A field programmable gate array (FPGA) is an integrated circuit that programmers can configure 
many times to achieve their goals [1], [2]. FPGAs include many low-level operations, such as shifts and 
additions. Usually, the intel FPGA incorporates several resources, such as random access memory (RAM) 
blocks and digital signal processors (DSPs), to perform various complex arithmetic functions and look-up 
tables (LUTs) [2]. LUTs are also used to implement several functions Figure 1. However, multiple LUTs can 
be combined to implement more complex functions. The DES (Stratix V) FPGA device is used in the present 
study. The adaptive logic module (ALM) resource allows a wide range of functions to be implemented 
efficiently. Each ALM contains several function units. The block diagram for ALM is shown in Figure 1 [3]. 

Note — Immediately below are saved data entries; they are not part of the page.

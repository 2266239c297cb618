use serde::{Deserialize, Serialize};
use std::net::SocketAddr;

use super::errors::ConfigError;

#[derive(Debug, Clone, Deserialize, Serialize)]
pub struct ServerConfig {
    /// Domain suffix served by this instance. "." serves everything.
    #[serde(default = "default_domain")]
    pub domain: String,

    /// Host-port to listen on for both UDP and TCP. An empty host (":53")
    /// means every interface, IPv4 and IPv6.
    #[serde(default = "default_address")]
    pub address: String,

    #[serde(default = "default_tcp_idle_timeout_secs")]
    pub tcp_idle_timeout_secs: u64,
}

impl ServerConfig {
    pub fn socket_addr(&self) -> Result<SocketAddr, ConfigError> {
        let address = self.address.trim();
        let full = if address.starts_with(':') {
            format!("[::]{}", address)
        } else {
            address.to_string()
        };
        full.parse::<SocketAddr>().map_err(|e| {
            ConfigError::Validation(format!("Invalid listen address '{}': {}", self.address, e))
        })
    }
}

impl Default for ServerConfig {
    fn default() -> Self {
        Self {
            domain: default_domain(),
            address: default_address(),
            tcp_idle_timeout_secs: default_tcp_idle_timeout_secs(),
        }
    }
}

fn default_domain() -> String {
    ".".to_string()
}

fn default_address() -> String {
    ":53".to_string()
}

fn default_tcp_idle_timeout_secs() -> u64 {
    10
}
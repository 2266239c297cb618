use dashmap::DashMap;
use qtype_dns_application::ports::RecordStore;
use qtype_dns_domain::RecordType;
use std::collections::HashMap;

/// Record table held in memory for the lifetime of the process.
///
/// Names are stored exactly as given; callers normalise them first.
#[derive(Default)]
pub struct InMemoryRecordStore {
    records: DashMap<String, HashMap<RecordType, String>>,
}

impl InMemoryRecordStore {
    pub fn new() -> Self {
        Self::default()
    }
}

impl RecordStore for InMemoryRecordStore {
    fn get(&self, name: &str, record_type: RecordType) -> Option<String> {
        self.records
            .get(name)
            .and_then(|by_type| by_type.get(&record_type).cloned())
    }

    fn put(&self, name: &str, record_type: RecordType, value: String) {
        self.records
            .entry(name.to_string())
            .or_default()
            .insert(record_type, value);
    }

    fn len(&self) -> usize {
        self.records.len()
    }
}
use thiserror::Error;

#[derive(Error, Debug, Clone, PartialEq, Eq)]
pub enum DomainError {
    #[error("Invalid domain name: {0}")]
    InvalidDomainName(String),

    #[error("Invalid upstream address: {0}")]
    InvalidUpstreamAddress(String),

    #[error("Invalid record value: {0}")]
    InvalidRecordValue(String),

    #[error("Invalid DNS response: {0}")]
    InvalidDnsResponse(String),

    #[error("Failed to encode DNS message: {0}")]
    MessageEncoding(String),

    #[error("I/O error: {0}")]
    IoError(String),

    #[error("Transport timeout connecting to {server}")]
    TransportTimeout { server: String },

    #[error("Transport connection refused by {server}")]
    TransportConnectionRefused { server: String },

    #[error("Transport connection reset by {server}")]
    TransportConnectionReset { server: String },

    #[error("Could not resolve upstream host {host}")]
    UpstreamResolution { host: String },
}

impl DomainError {
    /// Errors raised while reaching an upstream, as opposed to a reply that
    /// arrived but could not be used.
    pub fn is_transport(&self) -> bool {
        matches!(
            self,
            DomainError::IoError(_)
                | DomainError::TransportTimeout { .. }
                | DomainError::TransportConnectionRefused { .. }
                | DomainError::TransportConnectionReset { .. }
                | DomainError::UpstreamResolution { .. }
        )
    }
}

FPGA as a reconfigurable architecture provides better reconfiguration in which bit-level configuration is 
performed [4]-[7]. 

The flexible parallel hardware architecture is guaranteed by FPGA technology. It includes many logic 
components, such as adders, multipliers, and comparators. It also includes a lot of DSPs, LUTs, clocks, 
configurable I/O, memories, and wired connections between these components. Because these components 
operate concurrently, allowing for a large amount of computation to be done independently at once, we can 
achieve a high level of parallelization with this FPGA implementation [8]-[10]. Many semiconductor 
companies, including Xilinx, Altera, Actel, Lattice, Quick Logic, and Atmel, produced and improved FPGA. 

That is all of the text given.